DATA SUPPLIED:
# # # # #

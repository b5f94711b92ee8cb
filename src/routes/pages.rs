//! Page handlers — one loader run per navigation.

use axum::extract::State;
use axum::http::{HeaderMap, HeaderValue, header};
use axum::response::Html;

use crate::error::PageError;
use crate::loader::LoadEvent;
use crate::render;
use crate::state::AppState;

/// `GET /` — server-side load. The fetch goes through the auth gate and
/// carries no visitor credentials.
pub async fn home(State(state): State<AppState>) -> Result<Html<String>, PageError> {
    let event = LoadEvent::new(state.fetch.clone()).with_gate(state.gate);
    let data = state.server_loader.load(&event).await?;
    render::page_shell(&data)
}

/// `GET /app` — load on behalf of the browser. Forwards the visitor's cookies
/// and bypasses the gate; a `401` sends the visitor to `/login`.
pub async fn app_page(State(state): State<AppState>, headers: HeaderMap) -> Result<Html<String>, PageError> {
    let event = LoadEvent::new(state.fetch.clone()).with_cookies(cookie_header(&headers));
    let data = state.app_loader.load(&event).await?;
    render::page_shell(&data)
}

/// The visitor's `Cookie` header, byte-for-byte. Repeated headers are joined
/// with `"; "` into one value.
fn cookie_header(headers: &HeaderMap) -> Option<HeaderValue> {
    let mut values = headers.get_all(header::COOKIE).iter().filter(|v| !v.is_empty());
    let first = values.next()?;
    let mut joined = first.as_bytes().to_vec();
    for value in values {
        joined.extend_from_slice(b"; ");
        joined.extend_from_slice(value.as_bytes());
    }
    HeaderValue::from_bytes(&joined).ok()
}

#[cfg(test)]
#[path = "pages_test.rs"]
mod tests;
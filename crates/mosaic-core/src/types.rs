//! Common identifier types.

use std::fmt;
use std::str::FromStr;

use serde::{Deserialize, Serialize};

use crate::error::{CoreError, CoreResult};

/// An API operation identifier: `<module>.<method>`.
///
/// This is the gateway's dispatch key. Both halves must be non-empty and
/// the identifier must contain exactly one dot.
#[derive(Debug, Clone, PartialEq, Eq, Hash, PartialOrd, Ord)]
pub struct ResourceId {
    module: String,
    method: String,
}

impl ResourceId {
    /// Parse a `<module>.<method>` identifier.
    ///
    /// # Errors
    ///
    /// Returns [`CoreError::InvalidResourceId`] if the identifier does not
    /// split into exactly two non-empty segments.
    pub fn parse(id: &str) -> CoreResult<Self> {
        let mut parts = id.split('.');
        match (parts.next(), parts.next(), parts.next()) {
            (Some(module), Some(method), None) if !module.is_empty() && !method.is_empty() => {
                Ok(Self {
                    module: module.to_string(),
                    method: method.to_string(),
                })
            },
            _ => Err(CoreError::InvalidResourceId(id.to_string())),
        }
    }

    /// Build an identifier from its parts.
    ///
    /// # Errors
    ///
    /// Returns [`CoreError::InvalidResourceId`] if either part is empty or
    /// contains a dot.
    pub fn new(module: impl Into<String>, method: impl Into<String>) -> CoreResult<Self> {
        let module = module.into();
        let method = method.into();
        Self::parse(&format!("{module}.{method}"))
    }

    /// The module half (e.g. `account`).
    #[must_use]
    pub fn module(&self) -> &str {
        &self.module
    }

    /// The method half (e.g. `update`).
    #[must_use]
    pub fn method(&self) -> &str {
        &self.method
    }
}

impl fmt::Display for ResourceId {
    fn fmt(&self, f: &mut fmt::Formatter<'_>) -> fmt::Result {
        write!(f, "{}.{}", self.module, self.method)
    }
}

impl FromStr for ResourceId {
    type Err = CoreError;

    fn from_str(s: &str) -> Result<Self, Self::Err> {
        Self::parse(s)
    }
}

impl Serialize for ResourceId {
    fn serialize<S: serde::Serializer>(&self, serializer: S) -> Result<S::Ok, S::Error> {
        serializer.collect_str(self)
    }
}

impl<'de> Deserialize<'de> for ResourceId {
    fn deserialize<D>(deserializer: D) -> Result<Self, D::Error>
    where
        D: serde::Deserializer<'de>,
    {
        let s = String::deserialize(deserializer)?;
        Self::parse(&s).map_err(serde::de::Error::custom)
    }
}

/// The user a permission decision is made for.
#[derive(Debug, Clone, Default, PartialEq, Eq)]
pub struct Principal {
    /// User id, if the session has a logged-in user.
    pub id: Option<String>,
    /// Whether the user has the `admin` privilege level.
    pub is_admin: bool,
}

impl Principal {
    /// Derive a principal from a user document (`{"id": .., "priv_level": ..}`).
    #[must_use]
    pub fn from_user_doc(user: &serde_json::Value) -> Self {
        Self {
            id: user
                .get("id")
                .and_then(serde_json::Value::as_str)
                .map(ToString::to_string),
            is_admin: user.get("priv_level").and_then(serde_json::Value::as_str) == Some("admin"),
        }
    }

    /// Anonymous principal (no id, not an admin).
    #[must_use]
    pub fn anonymous() -> Self {
        Self::default()
    }
}

/// Normalize a language tag by upper-casing everything after the first hyphen.
///
/// `en-us` becomes `en-US`; tags without a hyphen are returned unchanged.
#[must_use]
pub fn normalize_language(tag: &str) -> String {
    match tag.split_once('-') {
        Some((lang, region)) => format!("{lang}-{}", region.to_uppercase()),
        None => tag.to_string(),
    }
}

# # # # #

Wherever "HeaderValue" occurs in the records above, copy the line it sits in.

use axum::http::{HeaderMap, HeaderValue, header};
fn cookie_header(headers: &HeaderMap) -> Option<HeaderValue> {
    HeaderValue::from_bytes(&joined).ok()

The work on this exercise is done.